Stories of Strength
Get ready for raw and unvarnished. We hope these stories help you understand the sorrows, challenges and barriers each of these young people face—and how together, we can help them create a brighter future.
Below are Stories of Strength that illustrate our impact and the barriers we face everyday.
If you are touched by the stories, please consider supporting our work with a financial donation. Continuing our services with homeless and at-risk youth depends on it.
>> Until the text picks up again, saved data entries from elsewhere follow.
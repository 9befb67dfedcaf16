//! Streaming XML entry parser
//!
//! Decomposes a (usually gzip-compressed) UniProtKB XML corpus into a
//! lazy sequence of [`Entry`] records. Exactly one `<entry>` subtree is
//! materialized at a time and dropped as soon as its record has been
//! extracted, so peak memory is bounded by the single largest entry no
//! matter how large the file is.

use std::fs::File;
use std::io::{BufRead, BufReader};
use std::path::Path;

use chrono::NaiveDate;
use flate2::read::GzDecoder;
use quick_xml::events::{BytesStart, Event};
use quick_xml::name::QName;
use quick_xml::Reader;
use tracing::debug;

use crate::error::{EtlError, Result};
use crate::model::{Entry, Gene, Keyword, XmlNode};

/// Streaming reader over one UniProtKB XML document.
pub struct EntryReader<R: BufRead> {
    reader: Reader<R>,
    buf: Vec<u8>,
    skip_buf: Vec<u8>,
    release: Option<String>,
    preamble_done: bool,
    finished: bool,
}

enum Step {
    Entry(XmlNode),
    EmptyEntry(XmlNode),
    Skip(Vec<u8>),
    Done,
    Other,
}

impl EntryReader<Box<dyn BufRead + Send>> {
    /// Open a corpus file, decompressing when the extension is `.gz`.
    pub fn open(path: &Path) -> Result<Self> {
        let file = File::open(path)?;
        let input: Box<dyn BufRead + Send> =
            if path.extension().and_then(|s| s.to_str()) == Some("gz") {
                Box::new(BufReader::new(GzDecoder::new(file)))
            } else {
                Box::new(BufReader::new(file))
            };
        Ok(Self::from_reader(input))
    }
}

impl<R: BufRead> EntryReader<R> {
    pub fn from_reader(input: R) -> Self {
        let mut reader = Reader::from_reader(input);
        reader.config_mut().trim_text(true);
        Self {
            reader,
            buf: Vec::with_capacity(8 * 1024),
            skip_buf: Vec::new(),
            release: None,
            preamble_done: false,
            finished: false,
        }
    }

    /// Release tag from the root element's `release` attribute, if present.
    /// Available before the first entry is read.
    pub fn release(&mut self) -> Result<Option<&str>> {
        self.read_preamble()?;
        Ok(self.release.as_deref())
    }

    /// Next entry in document order; `Ok(None)` at end of input.
    ///
    /// [`EtlError::InvalidEntry`] marks a single malformed entry and the
    /// reader stays usable; any other error is terminal.
    pub fn next_entry(&mut self) -> Result<Option<Entry>> {
        self.read_preamble()?;
        if self.finished {
            return Ok(None);
        }
        loop {
            let step = self.next_step()?;
            match step {
                Step::Entry(root) => {
                    let node = self.read_subtree(root)?;
                    return extract_entry(&node).map(Some);
                }
                Step::EmptyEntry(root) => return extract_entry(&root).map(Some),
                Step::Skip(name) => {
                    self.skip_buf.clear();
                    self.reader
                        .read_to_end_into(QName(&name), &mut self.skip_buf)
                        .map_err(xml_fatal)?;
                }
                Step::Done => {
                    self.finished = true;
                    return Ok(None);
                }
                Step::Other => {}
            }
        }
    }

    fn read_preamble(&mut self) -> Result<()> {
        if self.preamble_done {
            return Ok(());
        }
        loop {
            self.buf.clear();
            match self.reader.read_event_into(&mut self.buf).map_err(xml_fatal)? {
                Event::Start(e) => {
                    for attr in e.attributes() {
                        let attr = attr.map_err(xml_fatal)?;
                        if attr.key.local_name().as_ref() == b"release" {
                            self.release =
                                Some(attr.unescape_value().map_err(xml_fatal)?.into_owned());
                        }
                    }
                    debug!(release = ?self.release, "read document root");
                    self.preamble_done = true;
                    return Ok(());
                }
                Event::Eof => {
                    self.preamble_done = true;
                    self.finished = true;
                    return Ok(());
                }
                _ => {}
            }
        }
    }

    fn next_step(&mut self) -> Result<Step> {
        self.buf.clear();
        let step = match self.reader.read_event_into(&mut self.buf).map_err(xml_fatal)? {
            Event::Start(e) => {
                if e.local_name().as_ref() == b"entry" {
                    Step::Entry(node_from_start(&e)?)
                } else {
                    Step::Skip(e.name().as_ref().to_vec())
                }
            }
            Event::Empty(e) => {
                if e.local_name().as_ref() == b"entry" {
                    Step::EmptyEntry(node_from_start(&e)?)
                } else {
                    Step::Other
                }
            }
            Event::End(_) | Event::Eof => Step::Done,
            _ => Step::Other,
        };
        Ok(step)
    }

    /// Materialize the subtree under an already-read start tag. The
    /// returned tree is the only copy of the element; dropping it releases
    /// all memory for the entry.
    fn read_subtree(&mut self, root: XmlNode) -> Result<XmlNode> {
        let mut stack = vec![root];
        loop {
            self.buf.clear();
            match self.reader.read_event_into(&mut self.buf).map_err(xml_fatal)? {
                Event::Start(e) => stack.push(node_from_start(&e)?),
                Event::Empty(e) => {
                    let child = node_from_start(&e)?;
                    stack
                        .last_mut()
                        .expect("subtree stack cannot be empty")
                        .children
                        .push(child);
                }
                Event::Text(t) => {
                    let text = t.unescape().map_err(xml_fatal)?;
                    if !text.is_empty() {
                        append_text(
                            stack.last_mut().expect("subtree stack cannot be empty"),
                            &text,
                        );
                    }
                }
                Event::CData(t) => {
                    let raw = t.into_inner();
                    let text = String::from_utf8_lossy(&raw);
                    append_text(
                        stack.last_mut().expect("subtree stack cannot be empty"),
                        &text,
                    );
                }
                Event::End(_) => {
                    let done = stack.pop().expect("subtree stack cannot be empty");
                    match stack.last_mut() {
                        Some(parent) => parent.children.push(done),
                        None => return Ok(done),
                    }
                }
                Event::Eof => {
                    return Err(EtlError::TransformFailure(
                        "unexpected end of input inside an <entry> element".into(),
                    ))
                }
                _ => {}
            }
        }
    }
}

/// Read just the release tag from a corpus file without parsing entries.
pub fn peek_release(path: &Path) -> Result<Option<String>> {
    let mut reader = EntryReader::open(path)?;
    Ok(reader.release()?.map(str::to_string))
}

fn xml_fatal(err: impl std::fmt::Display) -> EtlError {
    EtlError::TransformFailure(format!("xml parse error: {err}"))
}

fn node_from_start(e: &BytesStart<'_>) -> Result<XmlNode> {
    let mut node = XmlNode::new(String::from_utf8_lossy(e.local_name().as_ref()).into_owned());
    for attr in e.attributes() {
        let attr = attr.map_err(xml_fatal)?;
        let key = String::from_utf8_lossy(attr.key.local_name().as_ref()).into_owned();
        let value = attr.unescape_value().map_err(xml_fatal)?.into_owned();
        node.attributes.insert(key, value);
    }
    Ok(node)
}

fn append_text(node: &mut XmlNode, text: &str) {
    match &mut node.text {
        Some(existing) => existing.push_str(text),
        None => node.text = Some(text.to_string()),
    }
}

fn parse_date(value: Option<&str>) -> Option<NaiveDate> {
    value.and_then(|v| NaiveDate::parse_from_str(v, "%Y-%m-%d").ok())
}

fn collect_evidence(node: &XmlNode, out: &mut Vec<XmlNode>) {
    for child in &node.children {
        if child.tag == "evidence" {
            out.push(child.clone());
        }
        collect_evidence(child, out);
    }
}

/// Extract the flat record from a materialized `<entry>` subtree.
fn extract_entry(node: &XmlNode) -> Result<Entry> {
    let mut accessions = node
        .children_named("accession")
        .filter_map(|c| c.text.clone());
    let primary_accession = accessions.next().ok_or_else(|| {
        let name = node
            .child("name")
            .and_then(|n| n.text.as_deref())
            .unwrap_or("<unnamed>");
        EtlError::InvalidEntry(format!("entry '{name}' has no <accession>"))
    })?;
    let secondary_accessions: Vec<String> = accessions.collect();

    let uniprot_id = node.child("name").and_then(|n| n.text.clone());

    let protein_name = node.child("protein").and_then(|protein| {
        protein
            .child("recommendedName")
            .or_else(|| protein.child("submittedName"))
            .and_then(|n| n.child("fullName"))
            .and_then(|n| n.text.clone())
    });

    let organism = node.child("organism");
    let organism_scientific_name = organism.and_then(|org| {
        org.children_named("name")
            .find(|n| n.attr("type") == Some("scientific"))
            .and_then(|n| n.text.clone())
    });
    let ncbi_taxid = organism.and_then(|org| {
        org.children_named("dbReference")
            .find(|r| r.attr("type") == Some("NCBI Taxonomy"))
            .and_then(|r| r.attr("id"))
            .and_then(|id| id.parse::<i64>().ok())
    });
    let organism_lineage = organism.and_then(|org| {
        let taxa: Vec<&str> = org
            .child("lineage")
            .map(|lineage| {
                lineage
                    .children_named("taxon")
                    .filter_map(|t| t.text.as_deref())
                    .collect()
            })
            .unwrap_or_default();
        if taxa.is_empty() {
            None
        } else {
            Some(taxa.join("; "))
        }
    });

    let sequence_elem = node.child("sequence");
    let sequence_length = sequence_elem
        .and_then(|s| s.attr("length"))
        .and_then(|v| v.parse::<i32>().ok());
    let molecular_weight = sequence_elem
        .and_then(|s| s.attr("mass"))
        .and_then(|v| v.parse::<i32>().ok());
    let sequence = sequence_elem.and_then(|s| {
        s.text
            .as_deref()
            .map(|t| t.chars().filter(|c| !c.is_whitespace()).collect::<String>())
    });

    let genes = node
        .children_named("gene")
        .flat_map(|gene| gene.children_named("name"))
        .filter_map(|name| {
            name.text.clone().map(|text| Gene {
                name: text,
                is_primary: name.attr("type") == Some("primary"),
            })
        })
        .collect();

    let keywords = node
        .children_named("keyword")
        .filter_map(|kw| {
            let id = kw.attr("id")?.to_string();
            let label = kw.text.clone().unwrap_or_default();
            Some(Keyword { id, label })
        })
        .collect();

    let mut go_terms = Vec::new();
    let mut db_references = Vec::new();
    for reference in node.children_named("dbReference") {
        match reference.attr("type") {
            Some("GO") => {
                if let Some(id) = reference.attr("id") {
                    go_terms.push(id.to_string());
                }
            }
            Some("NCBI Taxonomy") => {}
            _ => db_references.push(reference.clone()),
        }
    }

    let comments: Vec<XmlNode> = node.children_named("comment").cloned().collect();
    let features: Vec<XmlNode> = node.children_named("feature").cloned().collect();
    let mut evidence = Vec::new();
    collect_evidence(node, &mut evidence);

    Ok(Entry {
        primary_accession,
        secondary_accessions,
        uniprot_id,
        protein_name,
        ncbi_taxid,
        organism_scientific_name,
        organism_lineage,
        sequence_length,
        molecular_weight,
        sequence,
        created_date: parse_date(node.attr("created")),
        modified_date: parse_date(node.attr("modified")),
        genes,
        keywords,
        go_terms,
        comments,
        features,
        db_references,
        evidence,
    })
}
One gift makes the difference—not only to us, but for the next youth who walks through our doors, waiting for the chance to rewrite their story.
I’m Mandy.
I am 20 and a survivor of youth homelessness.
This is my story.
I grew up here in Loudoun. My dad worked in software and my mom had an office job. We lived in a nice house with a big yard—my parents easily paid for school trips, cars, sports teams, and the coolest clothes. We had many neighborhood friends we would invite over on the weekends. My dad coached my brothers and I.
Life was easy.
Once I started eleventh grade, things got complicated. My mind stopped feeling the same as it had. It started with anxiety that was tough to tolerate. I had a hard time staying in class. My parents took me to a counselor, and I saw so many other doctors to make sense of what was happening.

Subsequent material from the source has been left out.